▶ [PROBLEM TO SOLVE]:
Reproduce exactly the lines of the material beneath, from the line that contains "if already there." to the line that contains "along one axis.", both included, and no other lines.

▶ [DATA PROVIDED]:
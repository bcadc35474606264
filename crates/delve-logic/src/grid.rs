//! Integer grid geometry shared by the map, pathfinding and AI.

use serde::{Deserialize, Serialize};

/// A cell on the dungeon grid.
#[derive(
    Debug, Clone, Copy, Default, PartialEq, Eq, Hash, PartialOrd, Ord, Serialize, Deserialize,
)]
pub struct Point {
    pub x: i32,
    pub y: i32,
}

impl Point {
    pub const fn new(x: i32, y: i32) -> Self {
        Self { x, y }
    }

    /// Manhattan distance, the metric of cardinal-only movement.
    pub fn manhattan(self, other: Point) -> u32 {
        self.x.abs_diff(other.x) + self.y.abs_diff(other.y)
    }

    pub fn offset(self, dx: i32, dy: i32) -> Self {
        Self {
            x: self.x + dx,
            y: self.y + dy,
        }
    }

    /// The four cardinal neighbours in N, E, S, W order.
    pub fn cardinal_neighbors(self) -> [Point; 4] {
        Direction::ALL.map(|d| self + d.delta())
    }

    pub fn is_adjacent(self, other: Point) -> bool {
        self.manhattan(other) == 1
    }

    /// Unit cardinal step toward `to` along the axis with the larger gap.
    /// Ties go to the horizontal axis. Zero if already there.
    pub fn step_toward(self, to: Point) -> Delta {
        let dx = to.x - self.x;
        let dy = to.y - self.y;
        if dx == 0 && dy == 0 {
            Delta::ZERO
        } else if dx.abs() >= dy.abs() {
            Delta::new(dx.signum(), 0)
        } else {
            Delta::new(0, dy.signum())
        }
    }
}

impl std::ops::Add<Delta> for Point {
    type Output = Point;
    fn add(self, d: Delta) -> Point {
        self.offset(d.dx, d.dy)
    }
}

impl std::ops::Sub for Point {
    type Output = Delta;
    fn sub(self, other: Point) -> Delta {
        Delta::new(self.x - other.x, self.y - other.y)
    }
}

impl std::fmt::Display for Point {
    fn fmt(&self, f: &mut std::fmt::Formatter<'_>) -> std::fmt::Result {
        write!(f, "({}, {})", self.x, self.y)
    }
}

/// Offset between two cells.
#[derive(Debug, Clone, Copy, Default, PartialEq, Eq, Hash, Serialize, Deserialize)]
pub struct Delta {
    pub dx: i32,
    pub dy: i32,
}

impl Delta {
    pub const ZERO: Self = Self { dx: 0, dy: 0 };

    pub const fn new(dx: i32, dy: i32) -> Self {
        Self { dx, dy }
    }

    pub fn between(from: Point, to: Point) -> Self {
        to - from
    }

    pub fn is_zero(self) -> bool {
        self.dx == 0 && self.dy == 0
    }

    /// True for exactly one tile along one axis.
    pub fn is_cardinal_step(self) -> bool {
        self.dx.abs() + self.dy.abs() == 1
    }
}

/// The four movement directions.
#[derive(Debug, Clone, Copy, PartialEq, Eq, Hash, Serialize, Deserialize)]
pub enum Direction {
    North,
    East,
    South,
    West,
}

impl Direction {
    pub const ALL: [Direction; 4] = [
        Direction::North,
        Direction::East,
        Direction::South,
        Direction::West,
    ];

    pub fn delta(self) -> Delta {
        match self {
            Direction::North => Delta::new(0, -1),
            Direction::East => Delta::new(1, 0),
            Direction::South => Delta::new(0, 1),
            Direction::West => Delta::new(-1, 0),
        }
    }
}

▶ [ANSWER FOR THIS EXERCISE]:
    /// Ties go to the horizontal axis. Zero if already there.
    pub fn step_toward(self, to: Point) -> Delta {
        let dx = to.x - self.x;
        let dy = to.y - self.y;
        if dx == 0 && dy == 0 {
            Delta::ZERO
        } else if dx.abs() >= dy.abs() {
            Delta::new(dx.signum(), 0)
        } else {
            Delta::new(0, dy.signum())
        }
    }
}

impl std::ops::Add<Delta> for Point {
    type Output = Point;
    fn add(self, d: Delta) -> Point {
        self.offset(d.dx, d.dy)
    }
}

impl std::ops::Sub for Point {
    type Output = Delta;
    fn sub(self, other: Point) -> Delta {
        Delta::new(self.x - other.x, self.y - other.y)
    }
}

impl std::fmt::Display for Point {
    fn fmt(&self, f: &mut std::fmt::Formatter<'_>) -> std::fmt::Result {
        write!(f, "({}, {})", self.x, self.y)
    }
}

/// Offset between two cells.
#[derive(Debug, Clone, Copy, Default, PartialEq, Eq, Hash, Serialize, Deserialize)]
pub struct Delta {
    pub dx: i32,
    pub dy: i32,
}

impl Delta {
    pub const ZERO: Self = Self { dx: 0, dy: 0 };

    pub const fn new(dx: i32, dy: i32) -> Self {
        Self { dx, dy }
    }

    pub fn between(from: Point, to: Point) -> Self {
        to - from
    }

    pub fn is_zero(self) -> bool {
        self.dx == 0 && self.dy == 0
    }

    /// True for exactly one tile along one axis.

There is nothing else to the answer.